Toksook Bay  is a city and village on Nelson Island in Bethel Census Area, Alaska. The population was 590 at the 2010 census, up from 532 in 2000. As of 2018, the estimated population was 667, making it the largest village on the island.

Toksook Bay (pronounced  in Yup'ik) was established in 1964 by residents of nearby Nightmute.  is its ‘real name’. Almost the entire population are members of the Alaska Native Nunakauyarmiut ("People of Nunakauyaq"), who rely on fishing and other subsistence activities.

History
The community was chosen as the site of first enumeration of the 2020 U.S. Census, due to the remoteness of the Alaskan Bush and the necessity of collecting census data early from remote sites. The enumeration started on January 21, 2020.

Demographics

Toksook Bay first appeared on the 1970 U.S. Census as an unincorporated village. It formally incorporated in 1972.

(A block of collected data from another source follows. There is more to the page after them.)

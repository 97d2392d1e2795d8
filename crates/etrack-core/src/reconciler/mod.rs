//! Batch reconciliation: apply a validated plan against the store.
//!
//! The two phases are deliberately split. [`plan`] is pure and all-or-nothing
//! at validation time; this module applies an accepted plan with per-animal
//! failure tracking, so one bad row never takes down the rest of the batch.
//! Status groups run after the event writes and skip every animal whose
//! event write failed, keeping status and event rows consistent.

mod plan;

pub use plan::{
    BatchPlan, PlannedWrite, PregnancySubmission, SexingSubmission, ValidationFailure,
    ValidationReport,
};

use std::collections::{BTreeMap, BTreeSet};

use thiserror::Error;

use crate::db::StoreError;
use crate::models::{Attribution, LotAnimal};
use crate::store::{EventStore, ResilientWriter, StatusStore};

/// Why a batch submit failed as a whole.
#[derive(Debug, Error)]
pub enum SubmitError {
    /// Validation rejected the batch; nothing was written.
    #[error("batch rejected: {0}")]
    Rejected(#[from] ValidationReport),

    /// The store failed before any per-animal work could start.
    #[error(transparent)]
    Store(#[from] StoreError),
}

/// Outcome of an applied batch.
#[derive(Debug, Clone, PartialEq, Eq)]
pub struct SubmitSummary {
    /// Animals whose event and status both landed
    pub resolved_count: u32,
    /// Eligible animals the submission did not cover
    pub remaining_count: u32,
    /// Animals whose write failed after validation passed
    pub failed_animal_ids: Vec<String>,
    /// True when every eligible animal is resolved and nothing failed
    pub lot_complete: bool,
}

/// Applies diagnostic batches against a single store.
pub struct Reconciler<'a, S: EventStore + StatusStore> {
    store: &'a S,
    writer: ResilientWriter<'a, S>,
}

impl<'a, S: EventStore + StatusStore> Reconciler<'a, S> {
    pub fn new(store: &'a S) -> Self {
        Self {
            store,
            writer: ResilientWriter::new(store),
        }
    }

    /// Validate and apply a pregnancy-check batch.
    pub fn submit_pregnancy_checks(
        &self,
        lot: &[LotAnimal],
        submissions: &BTreeMap<String, PregnancySubmission>,
        attribution: &Attribution,
    ) -> Result<SubmitSummary, SubmitError> {
        let batch = plan::plan_pregnancy_checks(lot, submissions, attribution)?;
        Ok(self.apply(lot.len(), batch))
    }

    /// Validate and apply a sexing batch.
    pub fn submit_sexings(
        &self,
        lot: &[LotAnimal],
        submissions: &BTreeMap<String, SexingSubmission>,
        attribution: &Attribution,
    ) -> Result<SubmitSummary, SubmitError> {
        let batch = plan::plan_sexings(lot, submissions, attribution)?;
        Ok(self.apply(lot.len(), batch))
    }

    fn apply(&self, lot_size: usize, batch: BatchPlan) -> SubmitSummary {
        let planned = batch.writes.len();
        let mut failed: BTreeSet<String> = BTreeSet::new();

        for write in &batch.writes {
            if let Err(_e) = self.write_event(write) {
                failed.insert(write.event.recipient_id.clone());
            }
        }

        for group in &batch.groups {
            let ids: Vec<String> = group
                .recipient_ids
                .iter()
                .filter(|id| !failed.contains(*id))
                .cloned()
                .collect();
            if ids.is_empty() {
                continue;
            }
            let mut filtered = group.clone();
            filtered.recipient_ids = ids;
            if self.store.apply_status_update(&filtered).is_err() {
                failed.extend(filtered.recipient_ids);
            }
        }

        let resolved_count = (planned - failed.len()) as u32;
        let remaining_count = (lot_size - planned) as u32;
        SubmitSummary {
            resolved_count,
            remaining_count,
            lot_complete: failed.is_empty() && remaining_count == 0,
            failed_animal_ids: failed.into_iter().collect(),
        }
    }

    /// Insert, or update when the plan resolved an existing row. A unique
    /// violation on insert means another submit won the natural-key race;
    /// the loser re-reads the row and updates it in place.
    fn write_event(&self, write: &PlannedWrite) -> Result<(), StoreError> {
        if write.existing {
            self.writer.update(&write.event)?;
            return Ok(());
        }
        match self.writer.insert(&write.event) {
            Err(StoreError::UniqueViolation(_)) => {
                let key = write.event.natural_key();
                let stored = self
                    .writer
                    .find(&key)?
                    .ok_or_else(|| StoreError::NotFound(format!("event for {}", key.recipient_id)))?;
                let mut event = write.event.clone();
                event.id = stored.id;
                self.writer.update(&event)?;
                Ok(())
            }
            other => other,
        }
    }
}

As of the census of 2000, there were 532 people, 106 households, and 94 families residing in the city.  The population density was 16.1 people per square mile (6.2/km2).  There were 110 housing units at an average density of 3.3 per square mile (1.3/km2).  The racial makeup of the city was 2.44% White, 94.36% Native American, and 3.20% from two or more races.

There were 106 households, out of which 68.9% had children under the age of 18 living with them, 65.1% were married couples living together, 12.3% had a female householder with no husband present, and 11.3% were non-families. Of all households 10.4% were made up of individuals, and 0.9% had someone living alone who was 65 years of age or older.  The average household size was 5.02 and the average family size was 5.45.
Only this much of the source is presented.